'''

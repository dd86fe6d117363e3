//! # Integer Bit Twiddling on 32-Bit Words
//!
//! Standalone routines that rebuild familiar integer operations from a
//! narrower set of primitives: exclusive-or from AND and complement, a
//! logical right shift from the arithmetic one, boolean negation without a
//! comparison. Each routine is independent of the others; all are total over
//! their documented domains and branch-free.

use crate::SWord;

/// Exclusive-or built from complement and AND.
///
/// `!(x & y)` is false only where both bits are set; `!(!x & !y)` is false
/// only where both bits are clear. Their intersection is exactly the set of
/// positions where the inputs disagree.
#[inline]
pub fn bit_xor(x: SWord, y: SWord) -> SWord {
    let not_both = !(x & y);
    let not_neither = !(!x & !y);
    not_both & not_neither
}

/// Returns the word 1 if every even-indexed bit of `x` (bits 0, 2, ..., 30)
/// is set, else 0.
///
/// Parallel reduction: each AND-with-shift step halves the distance between
/// the bit groups still being intersected, so after folding by 16, 8, 4 and 2
/// bit 0 holds the AND of all sixteen even positions.
#[inline]
pub fn all_even_bits(x: SWord) -> SWord {
    let mut folded = x & (x >> 16);
    folded &= folded >> 8;
    folded &= folded >> 4;
    folded &= folded >> 2;
    folded & 1
}

/// Logical (zero-fill) right shift of `x` by `n`, built from the arithmetic
/// shift.
///
/// The arithmetic shift replicates the sign bit into the `n` vacated
/// positions; `((x & SIGN) >> n) << 1` reconstructs exactly those replicated
/// bits, and the XOR clears them.
///
/// Precondition: `n <= 31`. Debug-asserted; unspecified in release builds.
#[inline]
pub fn logical_shift(x: SWord, n: u32) -> SWord {
    debug_assert!(n <= 31, "shift amount {n} out of range 0..=31");
    let sign_fill = ((x & SWord::MIN) >> n) << 1;
    (x >> n) ^ sign_fill
}

/// Returns the word 1 if `x == 0`, else 0, without a comparison.
///
/// For any nonzero x at least one of x and -x has the sign bit set (the
/// negation is wrapping, which covers `i32::MIN`). Arithmetic-shifting the
/// OR of the two right by 31 smears that bit into -1, and adding 1 lands on
/// 0; only zero itself comes out as 1.
#[inline]
pub fn logical_neg(x: SWord) -> SWord {
    ((x | x.wrapping_neg()) >> 31) + 1
}

/// The maximum two's-complement 32-bit integer, `0x7FFF_FFFF`: the
/// complement of 1 shifted into the sign position.
#[inline]
pub fn tmax() -> SWord {
    !(1 << 31)
}

/// Returns the word 1 if `x` is exactly representable as an `n`-bit
/// two's-complement integer, else 0.
///
/// Round trip: drop the upper `32 - n` bits with a left shift, then
/// sign-extend from the new top bit with the arithmetic shift back. The
/// value fits iff the round trip loses nothing.
///
/// Precondition: `1 <= n <= 32`. Debug-asserted; unspecified in release
/// builds.
#[inline]
pub fn fits_in_bits(x: SWord, n: u32) -> SWord {
    debug_assert!((1..=32).contains(&n), "bit width {n} out of range 1..=32");
    let shift = 32 - n;
    let round_trip = (x << shift) >> shift;
    (round_trip == x) as SWord
}
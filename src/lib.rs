//! Conversion of raw strings, usually environment variables, into typed values.
//!
//! The entry point is [`convert_as`], which takes an optional raw value, a name used in errors,
//! a [`TypeDescriptor`] and [`Options`]:
//!
//! ```
//! use envcast::{convert_as, Options, Primitive, Value};
//!
//! let opts = Options::new().downcase(true).allowed([Value::atom("on"), Value::atom("off")]);
//! let mode = convert_as(Some("OFF"), "MODE", Primitive::SafeAtom, &opts).unwrap();
//! assert_eq!(mode, Value::atom("off"));
//!
//! let opts = Options::new().downcase(false).allowed([Value::atom("on"), Value::atom("off")]);
//! let err = convert_as(Some("OFF"), "MODE", Primitive::SafeAtom, &opts).unwrap_err();
//! assert!(err.is_conversion());
//! ```
//!
//! [`ParsedEnv`] reads the values from a snapshot of the environment.
//!
//! # Types
//!
//! | type | result |
//! |------|--------|
//! | `atom`, `safe_atom` | [`Value::Atom`] |
//! | `module`, `safe_module` | [`Value::Module`] |
//! | `boolean` | [`Value::Boolean`] |
//! | `charlist` | [`Value::Charlist`] |
//! | `integer` | [`Value::Integer`] |
//! | `float` | [`Value::Float`] |
//! | `decimal` | [`Value::Decimal`] |
//! | `json` | [`Value::Json`] |
//! | `log_level` | [`Value::LogLevel`] |
//! | `pem` | [`Value::Pem`] |
//! | `code_erlang`, `code_elixir` | whatever the [`CodeEvaluator`] returns |
//! | `timeout` | [`Value::Timeout`] |
//! | `duration` | [`Value::Duration`] |
//! | `base16`, `base32`, `hex32`, `base64`, `url_base64` | [`Value::Binary`] |
//! | `list` | [`Value::List`] of [`Value::String`] |
//!
//! The encodings and `list` may wrap a second type, as in `base64:json` or `list:integer`.
//!
//! # Errors
//!
//! Invalid options are reported as [`Error::Config`], before the value is looked at. A value
//! which cannot be converted is reported as [`Error::Conversion`]. An absent value is never an
//! error.
//!
//! # Logging
//!
//! Conversions emit `tracing` events: `trace` when a default is used, `debug` when an error is
//! returned. Raw values are never logged.
#![deny(unsafe_code)]
#![deny(missing_docs)]

mod casefold;
mod code;
mod config;
mod convert;
mod descriptor;
mod dispatch;
pub mod duration;
mod encoding;
mod error;
mod json;
mod options;
mod parse_env;
mod pem;
mod split;
mod str_to_bool;
mod symbol;
mod value;

pub use casefold::{CaseMode, Casefold};
pub use code::{CodeEvaluator, CodeSyntax};
pub use config::{
    validate, BooleanConfig, CodeConfig, EncodedConfig, IntegerConfig, JsonConfig, ListConfig,
    NormalizedConfig, PemConfig, SymbolConfig, SymbolKind, TypeConfig,
};
pub use descriptor::{Primitive, Secondary, TypeDescriptor, TypeTag, UnknownType, Wrapper};
pub use dispatch::convert_as;
pub use duration::Duration;
pub use encoding::{Case, Decoding};
pub use error::{ConfigError, ConversionFailure, Error};
pub use json::{JsonDecoder, JsonEngine, SerdeJson};
pub use options::Options;
pub use parse_env::{parse_env, ParsedEnv};
pub use pem::{PemDecoder, PemEntry, PemFilter, PemKind, PemValue, RustlsPem};
pub use split::{Delimiter, Group, On, Parts, Splitting};
pub use str_to_bool::BooleanRule;
pub use symbol::{Interner, Symbol, SymbolTable};
pub use value::{LogLevel, Timeout, UnknownLogLevel, Value};
#![allow(unused, dead_code)]

use core::cmp::min;
use envcast::{Error, Options, TypeDescriptor, Value};

// Shorthand for a conversion of a present value
pub fn convert(
    raw: &str,
    descriptor: impl Into<TypeDescriptor>,
    opts: Options,
) -> Result<Value, Error> {
    envcast::convert_as(Some(raw), "VAR", descriptor, &opts)
}

// Shorthand for a conversion of an absent value
pub fn convert_absent(
    descriptor: impl Into<TypeDescriptor>,
    opts: Options,
) -> Result<Value, Error> {
    envcast::convert_as(None, "VAR", descriptor, &opts)
}

#[macro_export]
macro_rules! assert_multiline_eq {
    ($left:expr, $right:expr) => {
        assert_multiline_eq($left, $right, file!(), line!(), column!())
    };
}

pub fn assert_multiline_eq(left: &str, right: &str, file: &str, line: u32, col: u32) {
    let left = clean_trailing_spaces(left);
    let right = clean_trailing_spaces(right);

    if left != right {
        eprintln!("Assertion failed: Left != Right at {file}:{line}:{col}");
        eprintln!("Left:");
        eprintln!("{left}");
        eprintln!("Right:");
        eprintln!("{right}");

        let index = left
            .chars()
            .zip(right.chars())
            .position(|(left_char, right_char)| left_char != right_char)
            .unwrap_or_else(|| min(left.len(), right.len()));
        eprintln!("First difference at index = {index}");
        panic!("assertion failed");
    }
}

// Remove spaces at the end of each line
fn clean_trailing_spaces(arg: &str) -> String {
    arg.lines()
        .map(str::trim_end)
        .collect::<Vec<_>>()
        .join("\n")
}

#[macro_export]
macro_rules! assert_error_contains_text {
    ($left:expr, $right:expr) => {
        assert_error_contains_text(&$left, &$right, &[], file!(), line!(), column!())
    };
    ($left:expr, $yes:expr, not $no:expr) => {
        assert_error_contains_text(&$left, &$yes, &$no, file!(), line!(), column!())
    };
}

pub fn assert_error_contains_text<T: core::fmt::Debug>(
    left: &Result<T, Error>,
    yes: &[&str],
    no: &[&str],
    file: &str,
    line: u32,
    col: u32,
) {
    let err_text = match left {
        Ok(_) => {
            panic!("Assertion failed: expected error at {file}:{line}:{col}, found {left:#?}");
        }
        Err(e) => e.to_string(),
    };
    for substr in yes {
        if !err_text.contains(substr) {
            eprintln!(
                "Assertion failed: error does not contain expected text at {file}:{line}:{col}"
            );
            eprintln!("Error text:");
            eprintln!("{err_text}");
            eprintln!("Expected substring:");
            eprintln!("{substr}");
            panic!("assertion failed");
        }
    }
    for substr in no {
        if err_text.contains(substr) {
            eprintln!("Assertion failed: error contains bad text at {file}:{line}:{col}");
            eprintln!("Error text:");
            eprintln!("{err_text}");
            eprintln!("Bad substring:");
            eprintln!("{substr}");
            panic!("assertion failed");
        }
    }
}

// Check the kind of an error as well as its text
#[macro_export]
macro_rules! assert_config_error {
    ($left:expr, $right:expr) => {{
        let left = $left;
        assert!(
            matches!(left, Err(envcast::Error::Config { .. })),
            "expected a config error, found {left:?}"
        );
        assert_error_contains_text!(left, $right);
    }};
}

#[macro_export]
macro_rules! assert_conversion_error {
    ($left:expr, $right:expr) => {{
        let left = $left;
        assert!(
            matches!(left, Err(envcast::Error::Conversion { .. })),
            "expected a conversion error, found {left:?}"
        );
        assert_error_contains_text!(left, $right);
    }};
}
//! Optional case normalization which runs before a raw value is converted.

use std::borrow::Cow;

/// How a casefold direction is applied. This mirrors the modes of unicode case mapping.
#[derive(Clone, Copy, Debug, Default, Eq, PartialEq, Ord, PartialOrd, Hash)]
pub enum CaseMode {
    /// Do not change case
    #[default]
    Off,
    /// Unicode case mapping, one character at a time
    Default,
    /// Only map `A-Z` / `a-z`
    Ascii,
    /// Unicode case mapping, with the context-sensitive greek final sigma when downcasing
    Greek,
    /// Unicode case mapping, with dotted and dotless `i` handled as in Turkish and Azeri
    Turkic,
}

impl From<bool> for CaseMode {
    fn from(src: bool) -> Self {
        if src {
            Self::Default
        } else {
            Self::Off
        }
    }
}

/// A validated casefold: at most one direction, with its mode.
#[derive(Clone, Copy, Debug, Eq, PartialEq)]
pub enum Casefold {
    /// Lowercase the value
    Down(CaseMode),
    /// Uppercase the value
    Up(CaseMode),
}

impl Casefold {
    /// Apply this casefold to a value
    pub fn apply<'a>(&self, value: &'a str) -> Cow<'a, str> {
        match *self {
            Self::Down(mode) => downcase(value, mode),
            Self::Up(mode) => upcase(value, mode),
        }
    }
}

fn downcase(value: &str, mode: CaseMode) -> Cow<'_, str> {
    match mode {
        CaseMode::Off => Cow::Borrowed(value),
        CaseMode::Ascii => Cow::Owned(value.to_ascii_lowercase()),
        CaseMode::Default => Cow::Owned(value.chars().flat_map(char::to_lowercase).collect()),
        // str::to_lowercase maps a word-final sigma to ς
        CaseMode::Greek => Cow::Owned(value.to_lowercase()),
        CaseMode::Turkic => {
            let mut out = String::with_capacity(value.len());
            for c in value.chars() {
                match c {
                    'I' => out.push('ı'),
                    'İ' => out.push('i'),
                    other => out.extend(other.to_lowercase()),
                }
            }
            Cow::Owned(out)
        }
    }
}

fn upcase(value: &str, mode: CaseMode) -> Cow<'_, str> {
    match mode {
        CaseMode::Off => Cow::Borrowed(value),
        CaseMode::Ascii => Cow::Owned(value.to_ascii_uppercase()),
        CaseMode::Default | CaseMode::Greek => Cow::Owned(value.to_uppercase()),
        CaseMode::Turkic => {
            let mut out = String::with_capacity(value.len());
            for c in value.chars() {
                match c {
                    'i' => out.push('İ'),
                    'ı' => out.push('I'),
                    other => out.extend(other.to_uppercase()),
                }
            }
            Cow::Owned(out)
        }
    }
}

'''

Requirement:
Copy only the lines in the listing that contain "negation".

Result for this task:
//! logical right shift from the arithmetic one, boolean negation without a
/// negation is wrapping, which covers `i32::MIN`). Arithmetic-shifting the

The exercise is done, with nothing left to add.